Shure Microphone Incorporated is an American audio products corporation. It was founded by Sidney N. Shure in Chicago, Illinois in 1925 as a supplier of radio parts kits. The company became a consumer and professional audio-electronics manufacturer of microphones, wireless microphone systems, phonograph cartridges, discussion systems, mixers, and digital signal processing. The company also manufactures listening products, including headphones, high-end earphones, and personal monitor systems.
Classic Shure “Circle S” logo from the 1930s, which graphically depicts an electronic circuit
Shure was founded by Sidney N. Shure in 1925 as “The Shure Radio Company”, selling radio parts kits several years after completely manufactured radios became commercially available. The company’s office was located at 19 South Wells Street in downtown Chicago, Illinois. The following year, Shure published its first direct mail catalog, which was one of only six radio parts catalogs in the United States at the time. By 1928, the company had grown to over 75 employees, and Sidney’s brother, Samuel J. Shure, joined the company, which was renamed Shure Brothers Company. The company moved into new offices at 335 West Madison Street in Chicago. In 1929, with the advent of the Great Depression and the increased availability of factory-built radios, Shure Brothers Company was forced to greatly reduce their staff and became the exclusive US distributor of a small microphone manufacturer.[specify] In 1930, Samuel J. Shure left the company.

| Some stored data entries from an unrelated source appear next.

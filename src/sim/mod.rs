//! Deterministic simulation module
//!
//! All gameplay logic lives here. This module must be pure and deterministic:
//! - Fixed timestep only
//! - Stable iteration order (by entity ID)
//! - No rendering or platform dependencies

pub mod animation;
pub mod collision;
pub mod entity;
pub mod state;
pub mod steering;
pub mod tick;
pub mod timestep;

pub use animation::{AnimationSet, Animator, Facing, FrameTable};
pub use collision::{Aabb, Axis, check, is_nearby, penetration, resolve_axis};
pub use entity::{
    BoundPolicy, CollisionFlags, CollisionResponse, Entity, EntityId, EntityKind, Motion,
};
pub use state::{Bounds, Outcome, Scene, Side};
pub use steering::{BoundedPatrol, Patrol, PatrolMode, Steering, SteeringContext};
pub use tick::step_entities;
pub use timestep::FixedTimestep;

In 1931, Shure and engineer Ralph Glover began development of the first Shure microphone, and the following year, the Model 33N Two-Button Carbon Microphone was introduced, making Shure one of only four microphone manufacturers in the U.S. Shure’s first condenser microphone, crystal microphone, and microphone suspension support system (for which they received their first patent) were all introduced that same decade. In 1939, Shure introduced the Model 55 Unidyne Microphone, which went on to become one of the world’s most recognized microphones.Shure Microphone
In 1941, Shure was contracted by the United States armed forces to supply microphones during World War II, and by the following year, the T-17B was the microphone most widely used by the U.S. Army and Navy. Shure also manufactured throat, headset, and oxygen mask microphones, and adopted the United States Military Standard for all Shure microphones.
By the mid-1940s, Shure was also manufacturing and supplying phonograph cartridges to major phonograph manufacturers including Philco, RCA, Emerson, Magnavox, Admiral, and Motorola, and was the largest producer of phonograph cartridges in the U.S. at that time. Among Shure’s innovations in phonograph cartridge design was Ralph Glover and Ben Bauer’s “needle-tilt” principle for minimizing record wear while improving sound reproduction, and Jim Kogen’s engineering concept of “trackability.” Shure produced the first phonograph cartridge capable of playing both long-playing and 78 rpm records, the first cartridge with tracking force of only one gram, and the first cartridge meeting the requirements of stereo recording. At the peak of Shure’s phonograph cartridge production, the company was producing approximately 28,000 cartridges per day, with 25,000 of those coming from a Shure phonograph cartridge plant in Phoenix, Arizona. After the introduction of compact discs in the 1980s reduced the demand for phonograph cartridges, Shure closed the Phoenix facility but continued manufacturing phonograph cartridges, and continues to manufacture them today.